‘This is so confusing’ you say, thinking about the loss of your beloved. ‘Instead of getting better as time passes, I’m getting worse. This is crazy!’ We’re confused by this unexpected change because logic dictates that emotional healing from a death should be linear, just like physical healing is from a surgery: initially painful but improving with each passing day until, finally, recovery. Instead the reverse is happening. We ask ourselves why we are losing ground, not gaining, in our recovery from this loss?
Unlike surgery where an anesthesia is felt at its start and then wears off soon afterwards, emotional anesthesia begins after we experience a loss and continues to numb us for months, not hours. As time passes, we realize we’re now functioning more poorly than we were months earlier, struggling far worse than before in managing our mourning.
Many clients have wished that this emotional anesthesia would last indefinitely. But alas it doesn’t and so we do begin to feel the full range of emotions that we’ve been protected from these past months. Ugh! At this critical juncture, some turn to food, drugs, alcohol or busy excesses, or others use prescription drugs as their solution to maintain their numbness.
One client told me that meds created a ‘good feeling’ – euphoric was how it was described to me – and was most disappointed when informed that ‘feeling good’ was not a natural or helpful response to losing the ‘glue in one’s life.’ And yet choosing sadness and longing over euphoria or distraction seems crazy to some, and I get that! Nonetheless, choosing to mourn is the right and necessary choice. Why?
Because life is a series of seasons that marks the passage of life’s many events. The Bible’s Book of Ecclesiastes, Chapter 4 begins with announcing that: “There is an appointed time for…every event under heaven.” Specifically. in Verse 4 states that: (there is) “A time to weep & a time to laugh, a time to mourn & a time to dance.” In other words, grieving is a universal season that is among the many seasons during a lifetime
‘Seasons’ are also known as ‘Rites of Passage’ – like transitioning from childhood to adolescence and then adulthood, marrying, having a family, becoming grandparents and, yes, becoming bereaved. But when we try to detour and avoid this Season of Grief, we lose out on the opportunity for a healthy recovery. The client noted above refused to choose feeling all of the emotions of loss. Instead she wanted only the “…laugh & dance” portion of Life’s Seasons. Not the healthiest chose. Why?
Because the key word here is healthy. Simply ‘letting time pass’ does nothing to direct our recovery towards healthiness. Sure we heal but we heal most imperfectly, meaning that many of us find it really hard to voice our hurt, to let out our pain. It feels like a loss of control that few chose, much less welcome. But our emotions are not bio-degradable: they don’t just disappear with enough passage of time. All the Rites of Passage cannot heal us properly! Rather, they stay with us for as long as we choose to avoid and bury them. [See May, 2019 Blog, Delayed Grief Reactions of Prince Harry, Son of Princess Diana].
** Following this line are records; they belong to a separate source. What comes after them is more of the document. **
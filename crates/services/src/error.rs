//! Shared error types for the services crate.

use thiserror::Error;

use lesson_core::model::{FieldEditError, LessonDraftError, LessonError, RowIndex, StepName};
use storage::repository::StorageError;

/// Errors emitted by `LessonSession`.
#[derive(Debug, Error)]
#[non_exhaustive]
pub enum SessionError {
    #[error("no lesson at row {0}")]
    UnknownLesson(RowIndex),
    #[error("{0} does not accept review requests")]
    NotReviewGate(StepName),
    #[error("snapshot contains row {0} more than once")]
    DuplicateRow(RowIndex),
    #[error(transparent)]
    Lesson(#[from] LessonError),
    #[error(transparent)]
    Draft(#[from] LessonDraftError),
    #[error(transparent)]
    FieldEdit(#[from] FieldEditError),
    #[error(transparent)]
    Storage(#[from] StorageError),
}
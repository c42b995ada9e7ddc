use std::collections::BTreeSet;
use std::sync::Arc;

use lesson_core::model::{Lesson, LessonDraft, RowIndex, StepName};
use lesson_core::pipeline::PipelineDefinition;
use lesson_core::Clock;
use serde::Serialize;
use storage::repository::{LessonBackend, LessonRecord, Storage, StorageError};

use crate::analytics::{compute_review_data, ReviewData};
use crate::error::SessionError;
use crate::mutation::{
    Cell, CellKey, CellValue, Command, MutationId, MutationQueue, PendingMutation, RemoteCall,
};

//
// ─── EVENTS ────────────────────────────────────────────────────────────────────
//

#[derive(Debug, Clone, Copy, PartialEq, Eq, Serialize)]
#[serde(rename_all = "camelCase")]
pub enum NoticeLevel {
    Info,
    Success,
    Warning,
    Error,
}

/// A user-facing message, the equivalent of a toast.
#[derive(Debug, Clone, PartialEq, Eq, Serialize)]
pub struct Notice {
    pub level: NoticeLevel,
    pub message: String,
}

impl Notice {
    fn new(level: NoticeLevel, message: impl Into<String>) -> Self {
        Self {
            level,
            message: message.into(),
        }
    }
}

/// Change notifications delivered synchronously to observers.
#[derive(Debug, Clone, PartialEq, Eq, Serialize)]
#[serde(tag = "kind", rename_all = "camelCase")]
pub enum SessionEvent {
    SnapshotReplaced { count: usize },
    LessonChanged { row: RowIndex },
    LessonAdded { row: RowIndex },
    LessonRemoved { row: RowIndex },
    MutationConfirmed { id: MutationId, key: CellKey },
    MutationRolledBack { id: MutationId, key: CellKey },
    Notice(Notice),
}

pub trait SessionObserver: Send {
    fn on_event(&self, event: &SessionEvent);
}

impl<F> SessionObserver for F
where
    F: Fn(&SessionEvent) + Send,
{
    fn on_event(&self, event: &SessionEvent) {
        self(event);
    }
}

//
// ─── OUTCOMES ──────────────────────────────────────────────────────────────────
//

/// Result of [`LessonSession::dispatch`].
#[derive(Debug, Clone, PartialEq, Eq)]
pub struct Dispatched {
    pub id: MutationId,
    /// The call to send now, or `None` when it waits behind another call on
    /// the same cell; it is then handed out by a later `settle`.
    pub ready: Option<PendingMutation>,
}

#[derive(Debug, Clone, Copy, PartialEq, Eq, Serialize)]
#[serde(rename_all = "camelCase")]
pub enum MutationOutcome {
    Confirmed,
    RolledBack,
    /// Still waiting behind another call on the same cell.
    Queued,
    /// The mutation was no longer tracked, e.g. its lesson left the snapshot.
    Stale,
}

/// Result of [`LessonSession::settle`].
#[derive(Debug, Clone, PartialEq, Eq)]
pub struct Settled {
    pub outcome: MutationOutcome,
    /// Next call released for the same cell.
    pub next: Option<PendingMutation>,
}

#[derive(Debug, Clone, PartialEq, Eq, Serialize)]
#[serde(rename_all = "camelCase")]
pub struct CreateOutcome {
    pub row_index: RowIndex,
    pub folder_url: Option<String>,
    pub folder_error: Option<String>,
}

//
// ─── SESSION ───────────────────────────────────────────────────────────────────
//

/// Owns the lesson collection and coordinates optimistic mutations against
/// the backend.
///
/// Local changes are applied and announced before any network activity.
/// Remote calls are serialized per cell; a failed call restores the cell's
/// last confirmed value and requests a full refresh.
pub struct LessonSession {
    backend: Arc<dyn LessonBackend>,
    pipeline: Arc<PipelineDefinition>,
    clock: Clock,
    lessons: Vec<Lesson>,
    queue: MutationQueue,
    next_mutation: u64,
    refresh_requested: bool,
    observers: Vec<Box<dyn SessionObserver>>,
}
use serde::Serialize;
use std::fmt;

/// Load bucket of an assignee by number of assigned lessons.
#[derive(Debug, Clone, Copy, PartialEq, Eq, Hash, PartialOrd, Ord, Serialize)]
#[serde(rename_all = "camelCase")]
pub enum Workload {
    Light,
    Medium,
    Heavy,
}

impl Workload {
    #[must_use]
    pub fn label(self) -> &'static str {
        match self {
            Workload::Light => "Light",
            Workload::Medium => "Medium",
            Workload::Heavy => "Heavy",
        }
    }
}

impl fmt::Display for Workload {
    fn fmt(&self, f: &mut fmt::Formatter<'_>) -> fmt::Result {
        f.write_str(self.label())
    }
}

/// `Light` up to 2 lessons, `Medium` up to 4, `Heavy` beyond.
#[must_use]
pub fn compute_workload(count: usize) -> Workload {
    match count {
        0..=2 => Workload::Light,
        3..=4 => Workload::Medium,
        _ => Workload::Heavy,
    }
}
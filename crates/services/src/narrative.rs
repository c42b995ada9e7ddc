//! Plain-language summary lines over a [`ReviewData`] report.

use std::fmt;

use lesson_core::classify::WARNING_WINDOW_DAYS;

use crate::analytics::{AssigneeGroup, ReviewData};

/// Assignees below this many lessons are not called out.
pub const HEAVY_ASSIGNEE_MIN: usize = 2;

/// Compose the summary statements in display order: overall totals, the top
/// bottleneck, the schedule situation, then the busiest assignee when one
/// stands out.
#[must_use]
pub fn compose_narrative(data: &ReviewData<'_>) -> Vec<String> {
    let stats = &data.stats;
    let mut lines = Vec::with_capacity(4);

    if stats.released > 0 {
        lines.push(format!(
            "{} of {} released, {} in progress",
            stats.released,
            count(stats.total, "lesson"),
            stats.in_progress
        ));
    } else {
        lines.push(format!(
            "{} of {} in progress, none released yet",
            stats.in_progress,
            count(stats.total, "lesson")
        ));
    }

    match stats.bottleneck_steps.first() {
        Some(top) => lines.push(format!(
            "{} waiting at {} ({}), possibly pending review",
            count(top.count, "lesson"),
            top.step,
            top.phase.label()
        )),
        None => lines.push("No step is holding lessons up".to_owned()),
    }

    if let Some(worst) = stats.worst_delays.first() {
        lines.push(format!(
            "\"{}\" is {} overdue and needs attention",
            worst.lesson.title(),
            count(worst.verdict.days_overdue, "day")
        ));
    } else if stats.warning_count > 0 {
        lines.push(format!(
            "{} due within {} days",
            count(stats.warning_count, "lesson"),
            WARNING_WINDOW_DAYS
        ));
    } else {
        lines.push("Schedule on track".to_owned());
    }

    if let Some(busiest) = busiest_assignee(&data.assignee_groups) {
        if busiest.lessons.len() >= HEAVY_ASSIGNEE_MIN {
            lines.push(format!(
                "{} carries the heaviest load with {} lessons",
                busiest.name,
                busiest.lessons.len()
            ));
        }
    }

    lines
}

/// `1 lesson`, `3 lessons`.
fn count<N>(n: N, noun: &str) -> String
where
    N: fmt::Display + PartialEq + From<u8>,
{
    if n == N::from(1) {
        format!("1 {noun}")
    } else {
        format!("{n} {noun}s")
    }
}

/// Largest group; ties go to the assignee seen first in the collection.
fn busiest_assignee<'g, 'a>(groups: &'g [AssigneeGroup<'a>]) -> Option<&'g AssigneeGroup<'a>> {
    groups
        .iter()
        .max_by(|a, b| {
            a.lessons
                .len()
                .cmp(&b.lessons.len())
                .then(b.first_seen.cmp(&a.first_seen))
        })
}

#[cfg(test)]
mod tests {
    use super::*;
    use crate::analytics::compute_review_data;
    use chrono::Duration;
    use lesson_core::model::{Lesson, LessonFields, RowIndex, StepMap};
    use lesson_core::pipeline::PipelineDefinition;
    use lesson_core::time::fixed_today;

    fn pipeline() -> PipelineDefinition {
        PipelineDefinition::new(["A", "B"], ["C", "D"], ["B"]).unwrap()
    }

    fn lesson(row: u64, assignee: &str, checked: &[&str], due: Option<i64>) -> Lesson {
        let pipeline = pipeline();
        let fields = LessonFields {
            assignee: assignee.into(),
            title: format!("Lesson {row}"),
            due_date: due.map(|d| fixed_today() + Duration::days(d)),
            ..LessonFields::default()
        };
        let mut lesson =
            Lesson::new(&pipeline, RowIndex::new(row), fields, StepMap::new(), StepMap::new())
                .unwrap();
        for step in checked {
            lesson.set_step(&pipeline, step, true).unwrap();
        }
        lesson
    }

    #[test]
    fn quiet_collection_reads_as_on_track() {
        let lessons = vec![lesson(2, "Aoi", &[], None)];
        let data = compute_review_data(&pipeline(), &lessons, fixed_today());
        let lines = compose_narrative(&data);

        assert_eq!(
            lines,
            vec![
                "0 of 1 lesson in progress, none released yet".to_owned(),
                "No step is holding lessons up".to_owned(),
                "Schedule on track".to_owned(),
            ]
        );
    }

    #[test]
    fn busy_collection_names_bottleneck_delay_and_assignee() {
        let lessons = vec![
            lesson(2, "Ren", &["A", "B", "C", "D"], None),
            lesson(3, "Ren", &["A"], Some(-4)),
            lesson(4, "Aoi", &["A"], Some(2)),
            lesson(5, "Ren", &[], None),
        ];
        let data = compute_review_data(&pipeline(), &lessons, fixed_today());
        let lines = compose_narrative(&data);

        assert_eq!(lines[0], "1 of 4 lessons released, 2 in progress");
        assert_eq!(lines[1], "2 lessons waiting at B (pre-production), possibly pending review");
        assert_eq!(lines[2], "\"Lesson 3\" is 4 days overdue and needs attention");
        assert_eq!(lines[3], "Ren carries the heaviest load with 3 lessons");
    }

    #[test]
    fn warnings_reported_when_nothing_is_late() {
        let lessons = vec![lesson(2, "Aoi", &["A"], Some(5))];
        let data = compute_review_data(&pipeline(), &lessons, fixed_today());
        assert_eq!(compose_narrative(&data)[2], "1 lesson due within 7 days");
    }

    #[test]
    fn single_counts_read_in_singular() {
        let lessons = vec![
            lesson(2, "Ren", &["A"], Some(-1)),
            lesson(3, "Aoi", &["A", "B", "C", "D"], None),
        ];
        let data = compute_review_data(&pipeline(), &lessons, fixed_today());
        let lines = compose_narrative(&data);

        assert_eq!(lines[0], "1 of 2 lessons released, 1 in progress");
        assert_eq!(lines[1], "1 lesson waiting at B (pre-production), possibly pending review");
        assert_eq!(lines[2], "\"Lesson 2\" is 1 day overdue and needs attention");
    }

    #[test]
    fn ties_pick_assignee_seen_first() {
        let lessons = vec![
            lesson(2, "Ren", &[], None),
            lesson(3, "Aoi", &[], None),
            lesson(4, "Ren", &[], None),
            lesson(5, "Aoi", &[], None),
        ];
        let data = compute_review_data(&pipeline(), &lessons, fixed_today());
        assert_eq!(
            compose_narrative(&data).last().map(String::as_str),
            Some("Ren carries the heaviest load with 2 lessons")
        );
    }
}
“Proof for this ‘time heals’ myth” you ask? Just listen to some of our beloved Veterans of WWII who never spoke of the horrors of war back then but now, when these memories are re-visited, speak of them with a raw emotion that is as if they happened only yesterday. I’ve had clients do the very same thing.
Just as we can only physically heal when our body is rid of any infection, so too can we only heal emotionally by cleansing ourselves of the pain – the infection in this analogy – through re-visiting all the pain-filled imprints of our loss and talking A LOT about IT. Then, letting the tears roll down our faces, unrestricted and unrestrained.
No, you don’t have to cry in front of other people, but you do have to talk and be guided through this necessary Season of Grief. So take a deep breath and surrender instead of silently suffering inwardly while wearing your “happy-face” mask for others!